Airplane crash in Alcocero



(Ver la versión en español)

The Airspeed Envoy Mola used as personal airplane, painted with a strange and unofficial combination of colors and symbols.


General Emilio Mola, with his habitual attitude of busy executive, took his personal airplane to make the passage from Vitoria to Valladolid, where the generalissimo Franco, the super-general with control over all of them, was waiting for him. Mola was the warlord in the North as Queipo was in the South, although that qualification, at the height of early June 1937, was becoming less real, as the national state was militarily and politically organized. As second in command, Mola had his own plane, a great twin-engine Airspeed Envoy that left behind the hulk of Queipo, a single engine corrugated plate Junkers . Only the Air Chief, Kindelan, even had a comparable airplane, a Lockheed Electra, but that would be advanced war.

Mola was distracted from his important mission in Vitoria – organizing the final attack on Bilbao, the last phase of the northern offensive begun on March 31 – by a Republican attack on the northern slope of the Guadarrama mountain range, one of the classic reactive attacks of the Republican Army. Although it gave rise to the famous novel For Whom The Bells Tolls, the one that would be called offensive of La Granja militarily did not serve of nothing, and Bilbao fell in the nationalistic hands the 19 of June. On the third day of that month, Mola started the flight from Vitoria, hoping to make the 250 km distance to Valladolid (at least four hours by road with the cars and the roads of the time) in just 50 minutes thanks to the Excellent cruising speed of your Envoy.

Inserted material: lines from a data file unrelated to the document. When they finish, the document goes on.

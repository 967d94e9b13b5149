//! Secure fetch / upload transport
//!
//! The desktop shell exposes request primitives that tolerate self-signed
//! certificates. `SecureTransport` is that seam; `ReqwestTransport` is the
//! in-process implementation.

use std::path::PathBuf;

use async_trait::async_trait;
use reqwest::Client;
use secrecy::{ExposeSecret, SecretString};
use thiserror::Error;

use crate::core::config::ClientConfig;

/// Authentication header sent with every request
pub const API_KEY_HEADER: &str = "X-API-Key";

/// HTTP method
#[derive(Debug, Clone, Copy, PartialEq, Eq, Hash)]
pub enum HttpMethod {
    Get,
    Post,
    Delete,
}

impl HttpMethod {
    pub fn as_str(&self) -> &'static str {
        match self {
            HttpMethod::Get => "GET",
            HttpMethod::Post => "POST",
            HttpMethod::Delete => "DELETE",
        }
    }
}

impl From<HttpMethod> for reqwest::Method {
    fn from(method: HttpMethod) -> Self {
        match method {
            HttpMethod::Get => reqwest::Method::GET,
            HttpMethod::Post => reqwest::Method::POST,
            HttpMethod::Delete => reqwest::Method::DELETE,
        }
    }
}

/// A plain request
#[derive(Debug, Clone)]
pub struct FetchRequest {
    pub method: HttpMethod,
    pub url: String,
    /// Sent as `X-API-Key`; exposed only when the request is sent
    pub api_key: SecretString,
    pub headers: Vec<(String, String)>,
    pub body: Option<Vec<u8>>,
}

/// A multipart file upload
#[derive(Debug, Clone)]
pub struct UploadRequest {
    pub url: String,
    pub api_key: SecretString,
    pub headers: Vec<(String, String)>,
    /// Local file to send as the `file` part
    pub file_path: PathBuf,
    /// Name the file is sent under
    pub file_name: String,
    /// Additional text parts
    pub fields: Vec<(String, String)>,
}

/// Raw response
#[derive(Debug, Clone, PartialEq, Eq)]
pub struct FetchResponse {
    pub status: u16,
    pub body: Vec<u8>,
}

impl FetchResponse {
    /// 2xx status
    pub fn is_success(&self) -> bool {
        (200..300).contains(&self.status)
    }

    pub fn text(&self) -> String {
        String::from_utf8_lossy(&self.body).into_owned()
    }
}

/// Failures below HTTP: the request produced no response
#[derive(Debug, Error)]
pub enum TransportError {
    #[error("Connection failed: {reason}")]
    Connect { reason: String },

    #[error("Request timed out")]
    Timeout,

    #[error("Failed to read {path}: {reason}")]
    FileRead { path: PathBuf, reason: String },

    #[error("Request failed: {reason}")]
    Request { reason: String },

    #[error("Failed to create HTTP client: {reason}")]
    Build { reason: String },
}

impl From<reqwest::Error> for TransportError {
    fn from(err: reqwest::Error) -> Self {
        if err.is_timeout() {
            TransportError::Timeout
        } else if err.is_connect() {
            TransportError::Connect {
                reason: err.to_string(),
            }
        } else {
            TransportError::Request {
                reason: err.to_string(),
            }
        }
    }
}

/// Request primitive used by the API client
#[async_trait]
pub trait SecureTransport: Send + Sync {
    async fn fetch(&self, request: FetchRequest) -> Result<FetchResponse, TransportError>;

    async fn upload(&self, request: UploadRequest) -> Result<FetchResponse, TransportError>;
}

/// reqwest-backed transport
pub struct ReqwestTransport {
    client: Client,
}

impl ReqwestTransport {
    /// Build a transport honouring the configured timeout and certificate policy
    pub fn new(config: &ClientConfig) -> Result<Self, TransportError> {
        let client = Client::builder()
            .timeout(config.request_timeout)
            .danger_accept_invalid_certs(config.accept_invalid_certs)
            .build()
            .map_err(|e| TransportError::Build {
                reason: e.to_string(),
            })?;

        Ok(Self { client })
    }

    async fn into_response(response: reqwest::Response) -> Result<FetchResponse, TransportError> {
        let status = response.status().as_u16();
        let body = response.bytes().await?.to_vec();
        Ok(FetchResponse { status, body })
    }
}

#[async_trait]
impl SecureTransport for ReqwestTransport {
    async fn fetch(&self, request: FetchRequest) -> Result<FetchResponse, TransportError> {
        let mut builder = self
            .client
            .request(request.method.into(), &request.url)
            .header(API_KEY_HEADER, request.api_key.expose_secret().as_str());
        for (name, value) in &request.headers {
            builder = builder.header(name.as_str(), value.as_str());
        }
        if let Some(body) = request.body {
            builder = builder.body(body);
        }

        let response = builder.send().await?;
        Self::into_response(response).await
    }

    async fn upload(&self, request: UploadRequest) -> Result<FetchResponse, TransportError> {
        let data = tokio::fs::read(&request.file_path)
            .await
            .map_err(|e| TransportError::FileRead {
                path: request.file_path.clone(),
                reason: e.to_string(),
            })?;

        let part = reqwest::multipart::Part::bytes(data).file_name(request.file_name.clone());
        let mut form = reqwest::multipart::Form::new().part("file", part);
        for (name, value) in request.fields {
            form = form.text(name, value);
        }

        let mut builder = self
            .client
            .post(&request.url)
            .header(API_KEY_HEADER, request.api_key.expose_secret().as_str());
        for (name, value) in &request.headers {
            builder = builder.header(name.as_str(), value.as_str());
        }

        let response = builder.multipart(form).send().await?;
        Self::into_response(response).await
    }
}

#[cfg(test)]
mod tests {
    use super::*;

    #[test]
    fn test_success_range() {
        let ok = FetchResponse { status: 204, body: vec![] };
        let redirect = FetchResponse { status: 302, body: vec![] };
        let err = FetchResponse { status: 500, body: b"boom".to_vec() };
        assert!(ok.is_success());
        assert!(!redirect.is_success());
        assert!(!err.is_success());
        assert_eq!(err.text(), "boom");
    }

    #[test]
    fn test_request_debug_hides_api_key() {
        let request = FetchRequest {
            method: HttpMethod::Get,
            url: "https://localhost/health".to_string(),
            api_key: SecretString::new("super-secret".to_string()),
            headers: vec![],
            body: None,
        };
        let rendered = format!("{:?}", request);
        assert!(!rendered.contains("super-secret"));
        assert_eq!(request.api_key.expose_secret(), "super-secret");
    }

    #[test]
    fn test_method_names() {
        assert_eq!(HttpMethod::Get.as_str(), "GET");
        assert_eq!(HttpMethod::Delete.as_str(), "DELETE");
        assert_eq!(reqwest::Method::from(HttpMethod::Post), reqwest::Method::POST);
    }

    #[test]
    fn test_transport_builds_with_default_config() {
        assert!(ReqwestTransport::new(&ClientConfig::default()).is_ok());
    }

    #[tokio::test]
    async fn test_upload_missing_file_fails_before_sending() {
        let transport = ReqwestTransport::new(&ClientConfig::default()).unwrap();
        let err = transport
            .upload(UploadRequest {
                url: "https://localhost/v2/index".to_string(),
                api_key: SecretString::new("k".to_string()),
                headers: vec![],
                file_path: PathBuf::from("/definitely/not/here.txt"),
                file_name: "here.txt".to_string(),
                fields: vec![],
            })
            .await
            .unwrap_err();
        assert!(matches!(err, TransportError::FileRead { .. }));
    }
}
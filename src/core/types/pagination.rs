//! Paginated response envelope

use serde::{Deserialize, Serialize};

/// One page of items as reported by the backend
#[derive(Debug, Clone, Serialize, Deserialize, PartialEq)]
pub struct PaginatedResponse<T> {
    #[serde(default = "Vec::new")]
    pub items: Vec<T>,
    pub total: u64,
    pub page: u32,
    pub limit: u32,
    pub total_pages: u32,
    pub has_next: bool,
    pub has_prev: bool,
}

impl<T> PaginatedResponse<T> {
    /// Build a page whose navigation flags follow from `page` and `total_pages`
    pub fn new(items: Vec<T>, total: u64, page: u32, limit: u32, total_pages: u32) -> Self {
        Self {
            items,
            total,
            page,
            limit,
            total_pages,
            has_next: page < total_pages,
            has_prev: page > 1,
        }
    }

    /// Check `has_next == page < total_pages`, `has_prev == page > 1`
    /// and `items.len() <= limit`
    pub fn is_consistent(&self) -> bool {
        self.has_next == (self.page < self.total_pages)
            && self.has_prev == (self.page > 1)
            && self.items.len() <= self.limit as usize
    }
}
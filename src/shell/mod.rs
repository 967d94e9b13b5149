//! Desktop shell primitives
//!
//! The file-save dialog and file writer are provided by the host shell. The
//! client only depends on these traits; the defaults here cover headless use.

mod dialog;
mod writer;

pub use dialog::{DialogFilter, FixedSaveDialog, PassThroughSaveDialog, SaveDialog, SaveDialogOptions};
pub use writer::{FileSink, FsFileSink};

use std::path::PathBuf;
use thiserror::Error;

/// Shell primitive errors
#[derive(Debug, Error)]
pub enum ShellError {
    #[error("Save dialog failed: {reason}")]
    DialogFailed { reason: String },

    #[error("Failed to write {path}: {reason}")]
    WriteFailed { path: PathBuf, reason: String },
}

/// Result type for shell operations
pub type ShellResult<T> = Result<T, ShellError>;

/// Prompt for a location and write `bytes` there.
///
/// Returns the chosen path, or `None` when the user cancelled and nothing
/// was written.
pub async fn save_with_dialog(
    dialog: &dyn SaveDialog,
    sink: &dyn FileSink,
    default_path: &str,
    bytes: &[u8],
) -> ShellResult<Option<PathBuf>> {
    let chosen = dialog
        .save(SaveDialogOptions::for_download(default_path))
        .await?;

    match chosen {
        Some(path) => {
            sink.write_file(&path, bytes).await?;
            tracing::info!(path = %path.display(), size = bytes.len(), "File saved");
            Ok(Some(path))
        }
        None => {
            tracing::debug!(default_path, "Save cancelled");
            Ok(None)
        }
    }
}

Low clouds and some navigation error distracted the pilot, and the twin engine crashed on the slope of a hill belonging to the last foothills of the Iberian system before falling into the Duero valley. He was the second prominent general of the Uprising killed in a plane crash after Sanjurjo in July of the previous year and, like Sanjurjo, was the only one who could have shadowed General Franco. Such luck aroused suspicion. But Mola did not oppose the appointment of the Caudillo as dictator, and we do not know what would have happened had he been alive. The vociferous Queipo de Llano was politically deactivated very easily, which may indicate that the case of Mola would not have been very different. Today you can see in Alcocero a huge monolith reminiscent of the episode.